> **TASK DETAILS**: Beginning with the first line, copy out each line of the material until the line containing "pub const GEMINI_BASE_URL: &str" has been copied as well.

> **GIVEN RECORDS**:

● ● ● ● ● ● ●

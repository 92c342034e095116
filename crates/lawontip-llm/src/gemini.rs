use std::fmt;
use std::time::Duration;

use serde::{Deserialize, Serialize};

use crate::error::LlmError;
use crate::provider::{EmbedTask, Embedder};
use crate::retry::send_with_retry;

pub const GEMINI_BASE_URL: &str = "https://generativelanguage.googleapis.com/v1beta";

/// `batchEmbedContents` accepts at most this many requests per call.
const MAX_BATCH: usize = 100;

const PROVIDER: &str = "gemini";

/// Google Generative Language embedding client.
#[derive(Clone)]
pub struct GeminiEmbedder {
    client: reqwest::Client,
    api_key: String,
    base_url: String,
    /// Always carries the `models/` prefix the API expects.
    model: String,
    max_retries: u32,
}

impl fmt::Debug for GeminiEmbedder {
    fn fmt(&self, f: &mut fmt::Formatter<'_>) -> fmt::Result {
        f.debug_struct("GeminiEmbedder")
            .field("client", &"<reqwest::Client>")
            .field("api_key", &"<redacted>")
            .field("base_url", &self.base_url)
            .field("model", &self.model)
            .field("max_retries", &self.max_retries)
            .finish()
    }
}

impl GeminiEmbedder {
    #[must_use]
    pub fn new(api_key: String, model: &str) -> Self {
        Self {
            client: crate::http::default_client(Duration::from_secs(30)),
            api_key,
            base_url: GEMINI_BASE_URL.to_owned(),
            model: normalize_model(model),
            max_retries: 1,
        }
    }

    #[must_use]
    pub fn with_base_url(mut self, mut base_url: String) -> Self {
        while base_url.ends_with('/') {
            base_url.pop();
        }
        self.base_url = base_url;
        self
    }

    #[must_use]
    pub fn with_timeout(mut self, timeout: Duration) -> Self {
        self.client = crate::http::default_client(timeout);
        self
    }

    #[must_use]
    pub fn with_max_retries(mut self, max_retries: u32) -> Self {
        self.max_retries = max_retries;
        self
    }

    async fn post<B: Serialize + Sync>(&self, method: &str, body: &B) -> Result<String, LlmError> {
        let url = format!("{}/{}:{method}", self.base_url, self.model);
        let response = send_with_retry(PROVIDER, self.max_retries, || {
            self.client
                .post(&url)
                .header("x-goog-api-key", &self.api_key)
                .json(body)
                .send()
        })
        .await?;
        response.text().await.map_err(LlmError::Http)
    }

    async fn embed_chunk(&self, texts: &[String], task: EmbedTask) -> Result<Vec<Vec<f32>>, LlmError> {
        let body = BatchEmbedRequest {
            requests: texts
                .iter()
                .map(|text| EmbedRequest::new(&self.model, text, task))
                .collect(),
        };
        let text = self.post("batchEmbedContents", &body).await?;
        let resp: BatchEmbedResponse = serde_json::from_str(&text)?;

        if resp.embeddings.len() != texts.len() {
            return Err(LlmError::Other(format!(
                "gemini returned {} embeddings for {} inputs",
                resp.embeddings.len(),
                texts.len()
            )));
        }
        resp.embeddings
            .into_iter()
            .map(|e| non_empty(e.values))
            .collect()
    }
}

fn normalize_model(model: &str) -> String {
    if model.starts_with("models/") {
        model.to_owned()
    } else {
        format!("models/{model}")
    }
}

fn task_type(task: EmbedTask) -> &'static str {
    match task {
        EmbedTask::Document => "RETRIEVAL_DOCUMENT",
        EmbedTask::Query => "RETRIEVAL_QUERY",
    }
}

fn non_empty(values: Vec<f32>) -> Result<Vec<f32>, LlmError> {
    if values.is_empty() {
        Err(LlmError::EmptyResponse {
            provider: PROVIDER.into(),
        })
    } else {
        Ok(values)
    }
}

/// Every vector of one batch must share the first vector's dimension.
fn same_dimension(vectors: &[Vec<f32>]) -> Result<(), LlmError> {
    let Some(expected) = vectors.first().map(Vec::len) else {
        return Ok(());
    };
    match vectors.iter().find(|v| v.len() != expected) {
        Some(v) => Err(LlmError::DimensionMismatch {
            expected,
            actual: v.len(),
        }),
        None => Ok(()),
    }
}

impl Embedder for GeminiEmbedder {
    async fn embed(&self, text: &str, task: EmbedTask) -> Result<Vec<f32>, LlmError> {
        let body = EmbedRequest::new(&self.model, text, task);
        let text = self.post("embedContent", &body).await?;
        let resp: EmbedResponse = serde_json::from_str(&text)?;
        non_empty(resp.embedding.values)
    }

    async fn embed_batch(&self, texts: &[String], task: EmbedTask) -> Result<Vec<Vec<f32>>, LlmError> {
        let mut out = Vec::with_capacity(texts.len());
        for chunk in texts.chunks(MAX_BATCH) {
            tracing::debug!(size = chunk.len(), "embedding batch");
            out.extend(self.embed_chunk(chunk, task).await?);
        }
        same_dimension(&out)?;
        Ok(out)
    }

    fn model(&self) -> &str {
        &self.model
    }

    #[allow(clippy::unnecessary_literal_bound)]
    fn name(&self) -> &str {
        PROVIDER
    }
}

#[derive(Serialize)]
#[serde(rename_all = "camelCase")]
struct EmbedRequest<'a> {
    model: &'a str,
    content: Content<'a>,
    task_type: &'static str,
}

impl<'a> EmbedRequest<'a> {
    fn new(model: &'a str, text: &'a str, task: EmbedTask) -> Self {
        Self {
            model,
            content: Content {
                parts: [Part { text }],
            },
            task_type: task_type(task),
        }
    }
}

#[derive(Serialize)]
struct Content<'a> {
    parts: [Part<'a>; 1],
}

#[derive(Serialize)]
struct Part<'a> {
    text: &'a str,
}

#[derive(Serialize)]
struct BatchEmbedRequest<'a> {
    requests: Vec<EmbedRequest<'a>>,
}

#[derive(Deserialize)]
struct EmbedResponse {
    embedding: Values,
}

#[derive(Deserialize)]
struct BatchEmbedResponse {
    #[serde(default)]
    embeddings: Vec<Values>,
}

#[derive(Deserialize)]
struct Values {
    #[serde(default)]
    values: Vec<f32>,
}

● ● ● ● ● ● ●

> **SOLUTION**:
repository 92c342034e095116
filename crates/lawontip-llm/src/gemini.rs
use std::fmt;
use std::time::Duration;

use serde::{Deserialize, Serialize};

use crate::error::LlmError;
use crate::provider::{EmbedTask, Embedder};
use crate::retry::send_with_retry;

pub const GEMINI_BASE_URL: &str = "https://generativelanguage.googleapis.com/v1beta";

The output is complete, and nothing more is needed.